Viscum album [L.] extract therapy in patients with locally advanced or metastatic pancreatic cancer: a randomised clinical trial on overall survival.

Author information

1
Clinical Research Dr. Tröger, Freiburg, Germany. Electronic address: troeger@crdt.de.

Abstract

BACKGROUND:

The unfavourable side-effects of late-stage pancreatic cancer treatments call for non-toxic and effective therapeutic approaches. We compared the overall survival (OS) of patients receiving an extract of Viscum album [L.] (VaL) or no antineoplastic therapy.

METHODS:

This is a prospective, parallel, open label, monocentre, group-sequential, randomised phase III study.
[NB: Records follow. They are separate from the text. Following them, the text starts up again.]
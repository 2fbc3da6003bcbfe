//! Build script for embedded migrations.
//!
//! `sqlx::migrate!` reads `migrations/` at compile time, so cargo must
//! rebuild the crate whenever a script is added or edited.

fn main() {
    println!("cargo:rerun-if-changed=migrations");
}
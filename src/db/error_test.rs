//! Tests for database error types.

use crate::db::{ConstraintKind, DbError, DbResult};

#[test]
fn not_found_error_displays_correctly() {
    let err = DbError::NotFound {
        entity_type: "User".to_string(),
        id: "42".to_string(),
    };
    assert_eq!(err.to_string(), "Entity not found: User with id '42'");
}

#[test]
fn constraint_error_displays_kind() {
    let err = DbError::Constraint {
        kind: ConstraintKind::ForeignKey,
        message: "FOREIGN KEY constraint failed".to_string(),
    };
    assert_eq!(
        err.to_string(),
        "Constraint violation (foreign key): FOREIGN KEY constraint failed"
    );
}

#[test]
fn is_constraint_matches_only_that_kind() {
    let err = DbError::Constraint {
        kind: ConstraintKind::Unique,
        message: "UNIQUE constraint failed: order_products.order_id".to_string(),
    };
    assert!(err.is_constraint(ConstraintKind::Unique));
    assert!(!err.is_constraint(ConstraintKind::ForeignKey));

    let other = DbError::Database {
        message: "disk I/O error".to_string(),
    };
    assert!(!other.is_constraint(ConstraintKind::Unique));
}

#[test]
fn invalid_data_error_displays_message_only() {
    let err = DbError::InvalidData {
        message: "price has too many digits".to_string(),
        help: "Use at most 12 integer digits".to_string(),
    };
    assert_eq!(err.to_string(), "Invalid data: price has too many digits");
}

#[test]
fn migration_error_displays_correctly() {
    let err = DbError::Migration {
        message: "failed to apply migration 0002".to_string(),
    };
    assert_eq!(
        err.to_string(),
        "Migration error: failed to apply migration 0002"
    );
}

#[test]
fn row_not_found_maps_to_database_error() {
    let err: DbError = sqlx::Error::RowNotFound.into();
    assert!(matches!(err, DbError::Database { .. }));
}

#[test]
fn pool_timeout_maps_to_connection_error() {
    let err: DbError = sqlx::Error::PoolTimedOut.into();
    assert!(matches!(err, DbError::Connection { .. }));
}

#[test]
fn db_result_err_returns_error() {
    let result: DbResult<i64> = Err(DbError::NotFound {
        entity_type: "Order".to_string(),
        id: "7".to_string(),
    });
    assert!(result.is_err());
}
Patients with locally advanced or metastatic cancer of the pancreas were stratified according to a binary prognosis index, composed of tumour stage, age and performance status; and were evenly randomised to subcutaneous injections of VaL extracts or no antineoplastic therapy (control). VaL was applied in a dose-escalating manner from 0.01 mg up to 10mg three times per week. Patients in both groups received best supportive care. The primary end-point was 12-month OS, assessed in a group-sequential analysis.

FINDINGS:

We present the first interim analysis, including data from 220 patients. Baseline characteristics were well balanced between the study arms. Median OS was 4.8 for VaL and 2.7 months for control patients (prognosis-adjusted hazard ratio, HR=0.49; p<0.0001). Within the 'good' prognosis subgroup, median OS was 6.6 versus 3.2 months (HR=0.43; p<0.0001), within the 'poor' prognosis subgroup, it was 3.4 versus 2.0 months respectively (HR=0.55; p=0.0031). No VaL-related adverse events were observed.

CONCLUSION:

VaL therapy showed a significant and clinically relevant prolongation of OS. The study findings suggest VaL to be a non-toxic and effective second-line therapy that offers a prolongation of OS as well as less disease-related symptoms for patients with locally advanced or metastatic pancreatic cancer.

KEYWORDS:

Mistletoe; Pancreatic neoplasm; Randomised controlled trial; Survival analysis

PMID:
23890767
DOI:
10.1016/j.ejca.2013.06.043
[Indexed for MEDLINE]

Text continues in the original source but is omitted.